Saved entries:
::::::

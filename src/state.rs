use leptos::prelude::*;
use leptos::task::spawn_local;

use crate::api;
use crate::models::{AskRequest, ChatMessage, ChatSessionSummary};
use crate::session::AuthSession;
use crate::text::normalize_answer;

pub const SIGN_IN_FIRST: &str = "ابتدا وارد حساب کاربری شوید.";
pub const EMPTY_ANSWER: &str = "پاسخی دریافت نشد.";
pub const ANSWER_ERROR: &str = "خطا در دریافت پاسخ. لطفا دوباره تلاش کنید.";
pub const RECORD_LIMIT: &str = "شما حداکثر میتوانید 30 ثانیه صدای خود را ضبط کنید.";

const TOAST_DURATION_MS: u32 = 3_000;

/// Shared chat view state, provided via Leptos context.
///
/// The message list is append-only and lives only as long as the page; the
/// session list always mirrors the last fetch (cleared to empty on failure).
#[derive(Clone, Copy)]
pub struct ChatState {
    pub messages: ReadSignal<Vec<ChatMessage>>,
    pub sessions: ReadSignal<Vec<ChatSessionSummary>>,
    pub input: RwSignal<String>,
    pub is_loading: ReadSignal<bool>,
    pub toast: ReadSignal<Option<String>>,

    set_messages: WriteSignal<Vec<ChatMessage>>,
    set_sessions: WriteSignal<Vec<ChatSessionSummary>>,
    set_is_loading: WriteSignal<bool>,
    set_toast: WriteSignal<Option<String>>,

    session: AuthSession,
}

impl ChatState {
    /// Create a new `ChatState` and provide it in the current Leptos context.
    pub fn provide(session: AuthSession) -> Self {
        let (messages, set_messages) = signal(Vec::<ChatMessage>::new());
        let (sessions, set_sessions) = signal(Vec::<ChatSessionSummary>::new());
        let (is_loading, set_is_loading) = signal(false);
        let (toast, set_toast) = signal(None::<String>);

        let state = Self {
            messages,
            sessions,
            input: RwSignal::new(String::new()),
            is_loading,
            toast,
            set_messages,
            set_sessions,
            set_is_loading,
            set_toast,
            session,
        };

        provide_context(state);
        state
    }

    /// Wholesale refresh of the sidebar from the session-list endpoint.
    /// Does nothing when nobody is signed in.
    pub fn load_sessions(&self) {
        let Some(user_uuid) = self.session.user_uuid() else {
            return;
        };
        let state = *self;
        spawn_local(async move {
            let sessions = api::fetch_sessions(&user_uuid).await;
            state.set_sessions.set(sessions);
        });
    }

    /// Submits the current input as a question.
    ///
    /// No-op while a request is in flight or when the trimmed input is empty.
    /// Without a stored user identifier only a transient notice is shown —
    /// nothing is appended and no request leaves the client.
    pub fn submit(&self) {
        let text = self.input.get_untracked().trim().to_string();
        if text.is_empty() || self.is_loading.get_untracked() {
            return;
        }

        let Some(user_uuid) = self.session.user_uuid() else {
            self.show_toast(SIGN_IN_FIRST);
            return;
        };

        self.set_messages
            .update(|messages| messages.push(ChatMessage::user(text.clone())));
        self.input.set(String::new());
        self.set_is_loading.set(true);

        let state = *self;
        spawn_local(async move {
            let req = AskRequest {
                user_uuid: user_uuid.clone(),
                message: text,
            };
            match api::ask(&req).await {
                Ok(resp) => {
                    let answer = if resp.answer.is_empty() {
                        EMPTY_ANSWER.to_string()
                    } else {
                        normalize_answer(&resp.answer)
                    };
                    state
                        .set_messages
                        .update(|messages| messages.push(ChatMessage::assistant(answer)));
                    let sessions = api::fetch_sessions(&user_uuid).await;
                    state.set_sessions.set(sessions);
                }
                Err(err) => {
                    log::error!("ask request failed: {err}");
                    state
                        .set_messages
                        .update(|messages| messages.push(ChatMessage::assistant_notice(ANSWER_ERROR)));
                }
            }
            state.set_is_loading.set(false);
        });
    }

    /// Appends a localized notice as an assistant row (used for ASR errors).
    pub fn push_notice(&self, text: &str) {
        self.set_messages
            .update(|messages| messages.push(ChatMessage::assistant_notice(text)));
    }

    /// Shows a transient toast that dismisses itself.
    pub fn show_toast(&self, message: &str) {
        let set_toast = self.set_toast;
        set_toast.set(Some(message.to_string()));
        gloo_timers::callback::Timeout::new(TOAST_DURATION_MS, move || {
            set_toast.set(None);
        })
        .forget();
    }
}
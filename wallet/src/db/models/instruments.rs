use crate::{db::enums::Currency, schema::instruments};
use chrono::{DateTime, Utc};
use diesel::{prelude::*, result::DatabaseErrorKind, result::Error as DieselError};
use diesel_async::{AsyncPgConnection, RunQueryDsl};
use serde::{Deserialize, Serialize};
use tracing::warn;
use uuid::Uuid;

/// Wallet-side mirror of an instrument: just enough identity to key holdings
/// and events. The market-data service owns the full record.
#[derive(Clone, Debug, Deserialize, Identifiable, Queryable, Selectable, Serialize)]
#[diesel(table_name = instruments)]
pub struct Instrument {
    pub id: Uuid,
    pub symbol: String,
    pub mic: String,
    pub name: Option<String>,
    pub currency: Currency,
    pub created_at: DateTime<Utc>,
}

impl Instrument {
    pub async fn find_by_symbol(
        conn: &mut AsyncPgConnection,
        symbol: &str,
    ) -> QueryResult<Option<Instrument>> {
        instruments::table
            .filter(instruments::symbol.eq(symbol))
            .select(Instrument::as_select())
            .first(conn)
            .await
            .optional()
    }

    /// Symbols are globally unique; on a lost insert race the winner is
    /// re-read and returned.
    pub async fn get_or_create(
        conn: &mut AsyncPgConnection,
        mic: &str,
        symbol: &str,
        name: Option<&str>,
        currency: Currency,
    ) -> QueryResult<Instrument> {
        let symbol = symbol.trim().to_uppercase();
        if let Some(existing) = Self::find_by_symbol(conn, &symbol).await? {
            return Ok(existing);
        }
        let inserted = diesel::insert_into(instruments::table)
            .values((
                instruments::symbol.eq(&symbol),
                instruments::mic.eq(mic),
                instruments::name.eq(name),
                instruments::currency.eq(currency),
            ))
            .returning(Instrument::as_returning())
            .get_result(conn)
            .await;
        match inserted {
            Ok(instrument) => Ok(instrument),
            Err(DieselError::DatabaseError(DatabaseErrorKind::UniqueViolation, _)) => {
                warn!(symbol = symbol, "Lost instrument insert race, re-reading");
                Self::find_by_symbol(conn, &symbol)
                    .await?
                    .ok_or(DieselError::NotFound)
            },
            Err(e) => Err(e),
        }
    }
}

::::::

[What the exercise asks]
Copy every line of the data where "DieselError" is found.

[Answer to this exercise]
use diesel::{prelude::*, result::DatabaseErrorKind, result::Error as DieselError};
            Err(DieselError::DatabaseError(DatabaseErrorKind::UniqueViolation, _)) => {
                    .ok_or(DieselError::NotFound)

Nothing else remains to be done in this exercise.